キタサンブラック(中)は危なげない勝ちっぷりでG1・4勝目を挙げた
キタサンブラック(中)は危なげない勝ちっぷりでG1・4勝目を挙げた

◆第62回有馬記念・G1(12月24日・芝2500メートル、中山競馬場)

 「当然うれしさはあったけど、『よくやってくれた』と、ホッとした気持ちが大きかったです」。調教師の清水久詞は、キタサンブラックにとってラストイヤーとなる17年の初戦、大阪杯をこう振り返った。
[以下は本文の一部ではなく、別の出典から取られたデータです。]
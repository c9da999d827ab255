//! Configuration lookup.

use std::path::PathBuf;

use anyhow::Context;
use tracing::debug;

use billex_core::BillexConfig;

/// Environment variable naming an explicit config file.
pub const CONFIG_ENV: &str = "BILLEX_CONFIG";

/// Load `$BILLEX_CONFIG`, else the per-user config file, else defaults.
///
/// An explicitly named file must exist; the per-user file is optional.
pub fn load_config() -> anyhow::Result<BillexConfig> {
    if let Some(path) = std::env::var_os(CONFIG_ENV).map(PathBuf::from) {
        debug!("Loading config from {} ({})", path.display(), CONFIG_ENV);
        return BillexConfig::from_file(&path)
            .with_context(|| format!("failed to read config file {}", path.display()));
    }

    match default_config_path() {
        Some(path) if path.exists() => {
            debug!("Loading config from {}", path.display());
            BillexConfig::from_file(&path)
                .with_context(|| format!("failed to read config file {}", path.display()))
        }
        _ => Ok(BillexConfig::default()),
    }
}

fn default_config_path() -> Option<PathBuf> {
    dirs::config_dir().map(|dir| dir.join("billex").join("config.json"))
}
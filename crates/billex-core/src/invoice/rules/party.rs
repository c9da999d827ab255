//! Party (buyer) extraction.

use crate::models::line::TextLine;

use super::{ExtractionMatch, FieldExtractor};

/// Finds a role label line such as "Buyer" and takes the next line as the party name.
pub struct PartyExtractor {
    labels: Vec<String>,
}

impl PartyExtractor {
    pub fn new<S: AsRef<str>>(labels: &[S]) -> Self {
        Self {
            labels: labels.iter().map(|l| label_key(l.as_ref())).collect(),
        }
    }

    /// Position (in `lines`) of the first role label.
    pub fn find_label(&self, lines: &[TextLine]) -> Option<usize> {
        lines
            .iter()
            .position(|l| self.labels.contains(&label_key(&l.text)))
    }
}

impl Default for PartyExtractor {
    fn default() -> Self {
        Self::new(&["buyer"])
    }
}

impl FieldExtractor for PartyExtractor {
    type Output = ExtractionMatch<String>;

    fn extract_all(&self, lines: &[TextLine]) -> Vec<Self::Output> {
        lines
            .windows(2)
            .filter(|pair| self.labels.contains(&label_key(&pair[0].text)))
            .map(|pair| {
                let name = &pair[1];
                ExtractionMatch::new(name.text.trim().to_string(), name.index, name.text.clone())
            })
            .collect()
    }
}

/// Comparable form of a label line: lower-case, single spaces, no trailing separators.
pub fn label_key(text: &str) -> String {
    let collapsed = text
        .split_whitespace()
        .collect::<Vec<_>>()
        .join(" ")
        .to_lowercase();

    collapsed
        .trim_end_matches(|c: char| matches!(c, ':' | '.' | '-') || c.is_whitespace())
        .to_string()
}
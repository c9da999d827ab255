//! Line item extraction.

use crate::models::line::TextLine;
use crate::models::record::BillItem;

use super::patterns::ITEM_LINE;
use super::{ExtractionMatch, FieldExtractor};

/// Reads `description price` lines.
///
/// Prices at or below the minimum are treated as page numbers or row
/// counters and skipped.
pub struct LineItemExtractor {
    min_price: u32,
}

impl LineItemExtractor {
    pub fn new() -> Self {
        Self { min_price: 5 }
    }

    /// Prices must exceed this value.
    pub fn with_min_price(mut self, min_price: u32) -> Self {
        self.min_price = min_price;
        self
    }
}

impl Default for LineItemExtractor {
    fn default() -> Self {
        Self::new()
    }
}

impl FieldExtractor for LineItemExtractor {
    type Output = ExtractionMatch<BillItem>;

    fn extract_all(&self, lines: &[TextLine]) -> Vec<Self::Output> {
        lines
            .iter()
            .filter_map(|line| {
                let caps = ITEM_LINE.captures(&line.text)?;
                let name = caps[1].trim();
                let price: u32 = caps[2].parse().ok()?;

                (price > self.min_price && !name.is_empty())
                    .then(|| ExtractionMatch::new(BillItem::new(name, price), line.index, &caps[0]))
            })
            .collect()
    }
}
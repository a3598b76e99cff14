//! Position-keyed random jitter for wave parameters.
//!
//! Draws are a pure function of `(seed, x, y, time, component, displacement)`,
//! so any two evaluations with the same inputs agree regardless of call order
//! or thread. Shared chunk edges therefore receive identical jitter.

use rand::{Rng, SeedableRng};
use rand_chacha::ChaCha8Rng;

/// Which sample a jitter draw belongs to
#[derive(Debug, Clone, Copy, PartialEq)]
pub struct JitterKey {
    pub x: f64,
    pub y: f64,
    pub time: f64,
    pub component: usize,
    pub displacement: usize,
}

/// Three symmetric unit draws in [-1, 1): amplitude, frequency, phase
#[derive(Debug, Clone, Copy, PartialEq)]
pub struct JitterDraw {
    pub amplitude: f64,
    pub frequency: f64,
    pub phase: f64,
}

/// Stateless jitter source
#[derive(Debug, Clone, Copy, PartialEq, Eq)]
pub struct JitterSource {
    seed: u64,
}

impl JitterSource {
    pub fn new(seed: u64) -> Self {
        Self { seed }
    }

    pub fn draw(&self, key: JitterKey) -> JitterDraw {
        let mut rng = ChaCha8Rng::seed_from_u64(self.hash(key));
        JitterDraw {
            amplitude: rng.gen_range(-1.0..1.0),
            frequency: rng.gen_range(-1.0..1.0),
            phase: rng.gen_range(-1.0..1.0),
        }
    }

    fn hash(&self, key: JitterKey) -> u64 {
        // `+ 0.0` folds -0.0 into 0.0 so both signs hash alike
        let mut h = splitmix64(self.seed);
        for word in [
            (key.x + 0.0).to_bits(),
            (key.y + 0.0).to_bits(),
            (key.time + 0.0).to_bits(),
            key.component as u64,
            key.displacement as u64,
        ] {
            h = splitmix64(h ^ word);
        }
        h
    }
}

fn splitmix64(mut z: u64) -> u64 {
    z = z.wrapping_add(0x9E37_79B9_7F4A_7C15);
    z = (z ^ (z >> 30)).wrapping_mul(0xBF58_476D_1CE4_E5B9);
    z = (z ^ (z >> 27)).wrapping_mul(0x94D0_49BB_1331_11EB);
    z ^ (z >> 31)
}
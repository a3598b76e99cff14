//! Superposed wave displacement at a world-space sample position.

use glam::DVec2;

use super::component::{WaveComponent, WaveDisplacement};
use super::jitter::{JitterKey, JitterSource};
use crate::noise::ModulationNoise;

/// Aggregate displacement for one sample
#[derive(Debug, Clone, Copy, PartialEq, Default)]
pub struct Displacement {
    /// Vertical offset (world y)
    pub height: f64,
    /// Offset along world x (zero unless horizontal squish is enabled)
    pub horizontal: f64,
}

/// Wave parameters after jitter and noise modulation
#[derive(Debug, Clone, Copy, PartialEq)]
pub struct ResolvedWave {
    pub amplitude: f64,
    pub frequency: f64,
    pub phase: f64,
}

impl ResolvedWave {
    /// `amplitude * sin(dot(p, dir) * frequency + advance + phase)`
    pub fn height_at(&self, position: DVec2, direction: DVec2, advance: f64) -> f64 {
        self.amplitude * (position.dot(direction) * self.frequency + advance + self.phase).sin()
    }
}

/// Evaluates superposed wave components.
///
/// Pure with respect to its inputs: the noise and jitter sources are seeded at
/// construction and never advanced, so the evaluator can be shared across
/// threads.
#[derive(Debug, Clone)]
pub struct WaveEvaluator {
    noise: ModulationNoise,
    jitter: JitterSource,
    horizontal_squish: Option<f64>,
}

impl WaveEvaluator {
    pub fn new(noise_seed: u32, jitter_seed: u64) -> Self {
        Self {
            noise: ModulationNoise::new(noise_seed),
            jitter: JitterSource::new(jitter_seed),
            horizontal_squish: None,
        }
    }

    /// Enable (`Some(factor)`) or disable horizontal displacement
    pub fn with_horizontal_squish(mut self, factor: Option<f64>) -> Self {
        self.horizontal_squish = factor;
        self
    }

    pub fn horizontal_squish(&self) -> Option<f64> {
        self.horizontal_squish
    }

    /// Single noise sample shared by every displacement of `component` at `time`
    pub fn modulation(&self, time: f64, component: &WaveComponent) -> f64 {
        self.noise.sample(time * component.perlin_scale)
    }

    /// Apply jitter, then noise bias, to one displacement's parameters
    pub fn resolve(
        &self,
        key: JitterKey,
        component: &WaveComponent,
        displacement: &WaveDisplacement,
        offset: f64,
    ) -> ResolvedWave {
        let mut amplitude = displacement.amplitude;
        let mut frequency = displacement.frequency;
        let mut phase = displacement.phase;

        if has_jitter(component) {
            let draw = self.jitter.draw(key);
            amplitude *= 1.0 + draw.amplitude * component.amplitude_randomness;
            frequency *= 1.0 + draw.frequency * component.frequency_randomness;
            phase += draw.phase * component.phase_randomness;
        }

        amplitude *= 1.0 + offset * component.amplitude_perlin_factor;
        frequency *= 1.0 + offset * component.frequency_perlin_factor;
        phase += offset * component.phase_perlin_factor;

        ResolvedWave {
            amplitude,
            frequency,
            phase,
        }
    }

    /// Displacement using the time-based convention (`advance = time * wave_speed`)
    pub fn evaluate(
        &self,
        x: f64,
        y: f64,
        time: f64,
        components: &[WaveComponent],
    ) -> Displacement {
        self.evaluate_with(x, y, time, components, |_, component| {
            time * component.wave_speed
        })
    }

    /// Displacement with a caller-supplied phase advance per component index
    pub fn evaluate_with<F>(
        &self,
        x: f64,
        y: f64,
        time: f64,
        components: &[WaveComponent],
        advance: F,
    ) -> Displacement
    where
        F: Fn(usize, &WaveComponent) -> f64,
    {
        let position = DVec2::new(x, y);
        let mut height = 0.0;

        for (ci, component) in components.iter().enumerate() {
            if component.displacements.is_empty() {
                continue;
            }
            let offset = self.modulation(time, component);
            let phase_advance = advance(ci, component);

            for (di, displacement) in component.displacements.iter().enumerate() {
                let key = JitterKey {
                    x,
                    y,
                    time,
                    component: ci,
                    displacement: di,
                };
                let wave = self.resolve(key, component, displacement, offset);
                height += wave.height_at(position, displacement.direction, phase_advance);
            }
        }

        Displacement {
            height,
            horizontal: self.horizontal_squish.map_or(0.0, |squish| height * squish),
        }
    }
}

fn has_jitter(component: &WaveComponent) -> bool {
    component.amplitude_randomness != 0.0
        || component.frequency_randomness != 0.0
        || component.phase_randomness != 0.0
}
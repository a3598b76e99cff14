//! Parametric wave trains and the named components that group them.

use glam::DVec2;

/// One directional sinusoidal wave train
#[derive(Debug, Clone, PartialEq)]
pub struct WaveDisplacement {
    /// Peak height (world units)
    pub amplitude: f64,

    /// Spatial frequency (radians per world unit along `direction`)
    pub frequency: f64,

    /// Phase offset (radians)
    pub phase: f64,

    /// Travel direction. Not normalized here; near-unit length gives
    /// physically meaningful results.
    pub direction: DVec2,
}

impl WaveDisplacement {
    pub fn new(amplitude: f64, frequency: f64, phase: f64, direction: DVec2) -> Self {
        Self {
            amplitude,
            frequency,
            phase,
            direction,
        }
    }

    /// Wave travelling at `angle` radians from +x, unit direction
    pub fn heading(amplitude: f64, frequency: f64, phase: f64, angle: f64) -> Self {
        Self::new(amplitude, frequency, phase, DVec2::from_angle(angle))
    }
}

/// Named group of wave trains sharing speed, jitter and noise modulation
#[derive(Debug, Clone, PartialEq)]
pub struct WaveComponent {
    pub name: String,
    pub displacements: Vec<WaveDisplacement>,

    /// Phase advance per unit time (radians per second)
    pub wave_speed: f64,

    // === Random jitter (symmetric, per sample) ===
    /// Amplitude scaled by a draw in [1 - r, 1 + r]
    pub amplitude_randomness: f64,

    /// Frequency scaled by a draw in [1 - r, 1 + r]
    pub frequency_randomness: f64,

    /// Phase offset by a draw in [-r, r] (radians)
    pub phase_randomness: f64,

    // === Noise modulation (one time-varying sample per component) ===
    /// Time scale fed to the noise source
    pub perlin_scale: f64,

    /// amplitude *= 1 + offset * factor
    pub amplitude_perlin_factor: f64,

    /// frequency *= 1 + offset * factor
    pub frequency_perlin_factor: f64,

    /// phase += offset * factor
    pub phase_perlin_factor: f64,
}

impl WaveComponent {
    /// Empty component with no jitter or modulation
    pub fn new(name: impl Into<String>) -> Self {
        Self {
            name: name.into(),
            displacements: Vec::new(),
            wave_speed: 0.0,
            amplitude_randomness: 0.0,
            frequency_randomness: 0.0,
            phase_randomness: 0.0,
            perlin_scale: 0.0,
            amplitude_perlin_factor: 0.0,
            frequency_perlin_factor: 0.0,
            phase_perlin_factor: 0.0,
        }
    }

    pub fn with_displacement(mut self, displacement: WaveDisplacement) -> Self {
        self.displacements.push(displacement);
        self
    }

    pub fn with_wave_speed(mut self, wave_speed: f64) -> Self {
        self.wave_speed = wave_speed;
        self
    }

    pub fn with_randomness(mut self, amplitude: f64, frequency: f64, phase: f64) -> Self {
        self.amplitude_randomness = amplitude;
        self.frequency_randomness = frequency;
        self.phase_randomness = phase;
        self
    }

    pub fn with_modulation(
        mut self,
        scale: f64,
        amplitude: f64,
        frequency: f64,
        phase: f64,
    ) -> Self {
        self.perlin_scale = scale;
        self.amplitude_perlin_factor = amplitude;
        self.frequency_perlin_factor = frequency;
        self.phase_perlin_factor = phase;
        self
    }

    /// Upper bound on |height| this component can produce
    pub fn max_height(&self) -> f64 {
        let jitter = 1.0 + self.amplitude_randomness.abs();
        let modulation = 1.0 + self.amplitude_perlin_factor.abs();
        self.displacements
            .iter()
            .map(|d| d.amplitude.abs())
            .sum::<f64>()
            * jitter
            * modulation
    }
}
//! Surface tessellation and displacement strategy parameters.

use crate::error::{Result, SynthError};

/// Which displacement model drives the mesh
#[derive(Debug, Clone, Copy, PartialEq, Eq, Default)]
pub enum StrategyKind {
    /// Per-component running phase, horizontal squish on by default
    Trochoidal,
    /// Time-based phase with noise-modulated parameters
    #[default]
    Gerstner,
    /// Periodic FFT-synthesized height field
    Spectral,
}

impl StrategyKind {
    pub fn name(self) -> &'static str {
        match self {
            StrategyKind::Trochoidal => "trochoidal",
            StrategyKind::Gerstner => "gerstner",
            StrategyKind::Spectral => "spectral",
        }
    }
}

/// Ocean surface parameters
#[derive(Debug, Clone, PartialEq)]
pub struct SurfaceParams {
    /// Logical grid size per side in world units (vertices per side = resolution + 1)
    pub resolution: u32,

    /// Chunk size in cells; must divide `resolution`
    pub chunk_size: u32,

    /// Displacement model, fixed at construction
    pub strategy: StrategyKind,

    /// Shift vertices along x by `height * horizontal_squish_factor`
    pub horizontal_displacement: bool,

    /// Horizontal offset per unit of height (dimensionless)
    pub horizontal_squish_factor: f64,

    /// Seed for the smooth modulation noise
    pub noise_seed: u32,

    /// Seed for per-sample parameter jitter
    pub jitter_seed: u64,

    /// Spectral tile size per side (power of two; spectral strategy only)
    pub spectral_size: usize,
}

impl Default for SurfaceParams {
    fn default() -> Self {
        Self {
            resolution: 64,
            chunk_size: 16,
            strategy: StrategyKind::Gerstner,
            horizontal_displacement: false,
            horizontal_squish_factor: 1.0,
            noise_seed: 42,
            jitter_seed: 12345,
            spectral_size: 64,
        }
    }
}

impl SurfaceParams {
    /// Running-phase waves with horizontal squish enabled
    pub fn trochoidal() -> Self {
        Self {
            strategy: StrategyKind::Trochoidal,
            horizontal_displacement: true,
            ..Self::default()
        }
    }

    /// FFT height field tiled over the surface
    pub fn spectral() -> Self {
        Self {
            strategy: StrategyKind::Spectral,
            ..Self::default()
        }
    }

    /// Horizontal squish factor if horizontal displacement is enabled
    pub fn horizontal_squish(&self) -> Option<f64> {
        self.horizontal_displacement
            .then_some(self.horizontal_squish_factor)
    }

    /// Chunks along one side of the surface (valid after `validate`)
    pub fn chunks_per_side(&self) -> u32 {
        if self.chunk_size == 0 {
            0
        } else {
            self.resolution / self.chunk_size
        }
    }

    /// Validate tiling and strategy settings
    pub fn validate(&self) -> Result<()> {
        validate_tiling(self.resolution, self.chunk_size)?;
        if self.strategy == StrategyKind::Spectral
            && (self.spectral_size < 2 || !self.spectral_size.is_power_of_two())
        {
            return Err(SynthError::NonPowerOfTwo {
                len: self.spectral_size,
            });
        }
        Ok(())
    }
}

/// Reject grids that do not tile into whole chunks with `u32` indices
pub fn validate_tiling(resolution: u32, chunk_size: u32) -> Result<()> {
    if chunk_size == 0 {
        return Err(SynthError::ZeroChunkSize);
    }
    if resolution == 0 {
        return Err(SynthError::ZeroResolution);
    }
    if resolution % chunk_size != 0 {
        return Err(SynthError::ResolutionNotDivisible {
            resolution,
            chunk_size,
        });
    }
    // Vertex indices and the per-chunk index buffer length must both fit u32
    let cells = chunk_size as u64 * chunk_size as u64;
    let stride = chunk_size as u64 + 1;
    if stride * stride > u32::MAX as u64 || cells * 6 > u32::MAX as u64 {
        return Err(SynthError::ChunkTooLarge { chunk_size });
    }
    Ok(())
}
//! Command-line argument parsing.

use clap::Parser;

use crate::params::{StrategyKind, SurfaceParams};

/// Command line arguments
#[derive(Parser, Debug)]
#[command(name = "Swellsmith")]
#[command(about = "Headless chunked ocean surface synthesizer", long_about = None)]
pub struct Args {
    /// Surface size per side in cells
    #[arg(long, value_name = "CELLS", default_value_t = 64)]
    pub resolution: u32,

    /// Chunk size per side in cells (must divide resolution)
    #[arg(long, value_name = "CELLS", default_value_t = 16)]
    pub chunk_size: u32,

    /// Displacement strategy: gerstner (default), trochoidal, spectral
    #[arg(long, value_name = "STRATEGY", default_value = "gerstner")]
    pub strategy: String,

    /// Number of frames to simulate
    #[arg(long, default_value_t = 120)]
    pub frames: u32,

    /// Frame time step (seconds)
    #[arg(long, value_name = "SECONDS", default_value_t = 1.0 / 60.0)]
    pub dt: f64,

    /// Enable horizontal displacement (always on for trochoidal)
    #[arg(long)]
    pub horizontal: bool,

    /// Horizontal offset per unit of height
    #[arg(long, default_value_t = 1.0)]
    pub squish: f64,

    /// Seed for noise and jitter
    #[arg(long, default_value_t = 42)]
    pub seed: u32,

    /// Spectral tile size (power of two)
    #[arg(long, value_name = "SAMPLES", default_value_t = 64)]
    pub spectral_size: usize,

    /// Write the final height field as a grayscale PNG
    #[arg(long, value_name = "PATH")]
    pub output: Option<String>,
}

impl Args {
    /// Parse strategy from command-line arguments
    pub fn parse_strategy(&self) -> StrategyKind {
        match self.strategy.to_lowercase().as_str() {
            "gerstner" => StrategyKind::Gerstner,
            "trochoidal" => StrategyKind::Trochoidal,
            "spectral" | "fft" => StrategyKind::Spectral,
            other => {
                log::warn!("Unknown strategy '{}', using gerstner", other);
                StrategyKind::Gerstner
            }
        }
    }

    /// Build surface parameters (not yet validated)
    pub fn surface_params(&self) -> SurfaceParams {
        let strategy = self.parse_strategy();
        let base = match strategy {
            StrategyKind::Trochoidal => SurfaceParams::trochoidal(),
            StrategyKind::Gerstner => SurfaceParams::default(),
            StrategyKind::Spectral => SurfaceParams::spectral(),
        };

        SurfaceParams {
            resolution: self.resolution,
            chunk_size: self.chunk_size,
            horizontal_displacement: base.horizontal_displacement || self.horizontal,
            horizontal_squish_factor: self.squish,
            noise_seed: self.seed,
            jitter_seed: self.seed as u64,
            spectral_size: self.spectral_size,
            ..base
        }
    }
}
//! Wave component model, displacement evaluation and strategies.

mod component;
mod evaluator;
mod jitter;
pub mod strategy;

pub use component::{WaveComponent, WaveDisplacement};
pub use evaluator::{Displacement, ResolvedWave, WaveEvaluator};
pub use jitter::{JitterDraw, JitterKey, JitterSource};
pub use strategy::{DisplacementStrategy, GerstnerStrategy, SpectralStrategy, TrochoidalStrategy};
好位3番手から直線で悠々と抜け出す横綱相撲。前年度の年度代表馬らしい走りだった。

 この中間、クローズアップされたのが坂路の一日3本乗りだ。清水の師匠、調教師の浜田光正が1993年、ビワハヤヒデの菊花賞前に導入したことが有名だ。当時と負荷は違うが、近年には例のないハードなメニューだ。その裏には、重圧に向き合った清水の決意があった。

 「年度代表馬として、ぶざまな競馬をできません。この頃から、プレッシャーが大きくなりました。びっしりと攻めて、話題にもなりましたから。結果次第では『アホなことやりよって』と言われる。そういう意味ではブラックに感謝ですね」。守りに入らずに、あえてハードな調教を課す「攻め」に出て、きっちり答えを出した。

 オーナーの北島三郎への感謝も尽きない。「これだけの馬を管理することは、なかなかできない。しかもオーナーが一切口を挟まず、好きなようにやらせていただけるんです。ありがたい限り。3本乗りもそう。いろいろと調教を考えながらね。やりがいがありますよ」

 鍛えた効果を、主戦の武豊も感じ取った。「さらに強くなったなと感じた。どんどん強くはなっていたけど『まだ強くなるのか』と」と目を丸くしたが、調教担当の騎手、黒岩悠は余力を感じたという。「まだ春3戦の初戦でしたから。具合がめちゃめちゃいい訳ではなかった気がします。力通りかなとは、思いましたが」。年度代表馬として初めてのG1勝利は、完成形が近づくなかで当然の結果だった。(敬称略)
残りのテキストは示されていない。